=== Begin Enclosure ===

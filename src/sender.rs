use anyhow::{Context, Result};
use async_trait::async_trait;
use teloxide::payloads::{SendDocumentSetters, SendMessageSetters, SendPhotoSetters};
use teloxide::requests::Requester;
use teloxide::types::{InputFile, ParseMode};
use teloxide::Bot;
use tracing::debug;

use crate::playback::{MessageDescriptor, MessageKind};

/// Outbound side of the bot: one descriptor in, one platform call out.
#[async_trait]
pub trait MessageSender: Send + Sync {
    async fn send(&self, message: &MessageDescriptor) -> Result<()>;
}

/// Sends descriptors through the Telegram Bot API
pub struct TelegramSender {
    bot: Bot,
}

impl TelegramSender {
    pub fn new(bot: Bot) -> Self {
        Self { bot }
    }
}

#[async_trait]
impl MessageSender for TelegramSender {
    async fn send(&self, message: &MessageDescriptor) -> Result<()> {
        let chat_id = message.chat_id;
        let keyboard = message.keyboard.as_deref().cloned();

        match &message.kind {
            MessageKind::PlainText(text) => {
                debug!("sendMessage chat={} len={}", chat_id.0, text.len());
                // Content uses the legacy Markdown flavour (`*bold*`, unescaped punctuation).
                #[allow(deprecated)]
                let mut request = self
                    .bot
                    .send_message(chat_id, text.as_str())
                    .parse_mode(ParseMode::Markdown);
                if let Some(keyboard) = keyboard {
                    request = request.reply_markup(keyboard);
                }
                request
                    .await
                    .with_context(|| format!("Failed to send message to chat {}", chat_id.0))?;
            }
            MessageKind::DocumentUpload(path) => {
                debug!("sendDocument chat={} file={}", chat_id.0, path.display());
                let mut request = self
                    .bot
                    .send_document(chat_id, InputFile::file(path.clone()));
                if let Some(keyboard) = keyboard {
                    request = request.reply_markup(keyboard);
                }
                request.await.with_context(|| {
                    format!(
                        "Failed to send document {} to chat {}",
                        path.display(),
                        chat_id.0
                    )
                })?;
            }
            MessageKind::PhotoUpload(path) => {
                debug!("sendPhoto chat={} file={}", chat_id.0, path.display());
                let mut request = self.bot.send_photo(chat_id, InputFile::file(path.clone()));
                if let Some(keyboard) = keyboard {
                    request = request.reply_markup(keyboard);
                }
                request.await.with_context(|| {
                    format!(
                        "Failed to send photo {} to chat {}",
                        path.display(),
                        chat_id.0
                    )
                })?;
            }
        }

        Ok(())
    }
}
use std::sync::Arc;
use std::time::Duration;

use anyhow::{Context, Result};
use futures::{Stream, StreamExt};
use teloxide::net::default_reqwest_settings;
use teloxide::requests::Requester;
use teloxide::types::{AllowedUpdate, ChatId, Update, UpdateKind};
use teloxide::update_listeners::{AsUpdateStream, Polling};
use teloxide::Bot;
use tracing::info;

use crate::commands::CommandRouter;
use crate::config::Config;
use crate::script::Script;
use crate::sender::TelegramSender;

/// The part of an update the bot acts on
#[derive(Debug, Clone, PartialEq)]
pub struct Inbound {
    pub chat_id: ChatId,
    pub text: String,
}

impl Inbound {
    /// Only new messages count. A message without text carries empty text.
    pub fn from_update(update: Update) -> Option<Self> {
        match update.kind {
            UpdateKind::Message(msg) => Some(Self {
                chat_id: msg.chat.id,
                text: msg.text().unwrap_or_default().to_string(),
            }),
            _ => None,
        }
    }
}

/// Handle inbound messages one at a time until the stream ends or fails.
///
/// Each message is fully played back before the next one is read. A stream
/// error or a send error stops the loop and is returned.
pub async fn serve<S>(router: &CommandRouter, updates: S) -> Result<()>
where
    S: Stream<Item = Result<Inbound>>,
{
    let mut updates = std::pin::pin!(updates);

    while let Some(inbound) = updates.next().await {
        let inbound = inbound.context("Update stream failed")?;
        router
            .handle(inbound.chat_id, &inbound.text)
            .await
            .with_context(|| format!("Playback for chat {} failed", inbound.chat_id.0))?;
    }

    Ok(())
}

/// Connect to Telegram and serve updates via long polling.
pub async fn run(config: Config) -> Result<()> {
    let poll_timeout = config.telegram.poll_timeout_secs;

    // Default teloxide client has a 17s timeout, too short for the long poll.
    let client: reqwest::Client = default_reqwest_settings()
        .timeout(Duration::from_secs(u64::from(poll_timeout) + 10))
        .build()
        .context("Failed to build HTTP client")?;
    let bot = Bot::with_client(&config.telegram.bot_token, client);

    let me = bot
        .get_me()
        .await
        .context("Failed to connect to Telegram")?;
    info!(
        "Bot connected as @{}",
        me.user.username.as_deref().unwrap_or("<unknown>")
    );

    let sender = Arc::new(TelegramSender::new(bot.clone()));
    let router = CommandRouter::new(sender, Script::new(&config.script));

    let mut listener = Polling::builder(bot)
        .timeout(Duration::from_secs(u64::from(poll_timeout)))
        .allowed_updates(vec![AllowedUpdate::Message])
        .build();

    info!("Polling for updates (timeout {}s)", poll_timeout);

    let updates = listener.as_stream().filter_map(|update| async move {
        match update {
            Ok(update) => Inbound::from_update(update).map(Ok),
            Err(e) => Some(Err(anyhow::Error::new(e))),
        }
    });

    serve(&router, updates).await
}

=== End Enclosure ===

EXERCISE BRIEF - Only the lines above from the one with "pub struct Inbound" through the one with "for updates (timeout" should be duplicated, character for character.

ANSWER -
pub struct Inbound {
    pub chat_id: ChatId,
    pub text: String,
}

impl Inbound {
    /// Only new messages count. A message without text carries empty text.
    pub fn from_update(update: Update) -> Option<Self> {
        match update.kind {
            UpdateKind::Message(msg) => Some(Self {
                chat_id: msg.chat.id,
                text: msg.text().unwrap_or_default().to_string(),
            }),
            _ => None,
        }
    }
}

/// Handle inbound messages one at a time until the stream ends or fails.
///
/// Each message is fully played back before the next one is read. A stream
/// error or a send error stops the loop and is returned.
pub async fn serve<S>(router: &CommandRouter, updates: S) -> Result<()>
where
    S: Stream<Item = Result<Inbound>>,
{
    let mut updates = std::pin::pin!(updates);

    while let Some(inbound) = updates.next().await {
        let inbound = inbound.context("Update stream failed")?;
        router
            .handle(inbound.chat_id, &inbound.text)
            .await
            .with_context(|| format!("Playback for chat {} failed", inbound.chat_id.0))?;
    }

    Ok(())
}

/// Connect to Telegram and serve updates via long polling.
pub async fn run(config: Config) -> Result<()> {
    let poll_timeout = config.telegram.poll_timeout_secs;

    // Default teloxide client has a 17s timeout, too short for the long poll.
    let client: reqwest::Client = default_reqwest_settings()
        .timeout(Duration::from_secs(u64::from(poll_timeout) + 10))
        .build()
        .context("Failed to build HTTP client")?;
    let bot = Bot::with_client(&config.telegram.bot_token, client);

    let me = bot
        .get_me()
        .await
        .context("Failed to connect to Telegram")?;
    info!(
        "Bot connected as @{}",
        me.user.username.as_deref().unwrap_or("<unknown>")
    );

    let sender = Arc::new(TelegramSender::new(bot.clone()));
    let router = CommandRouter::new(sender, Script::new(&config.script));

    let mut listener = Polling::builder(bot)
        .timeout(Duration::from_secs(u64::from(poll_timeout)))
        .allowed_updates(vec![AllowedUpdate::Message])
        .build();

    info!("Polling for updates (timeout {}s)", poll_timeout);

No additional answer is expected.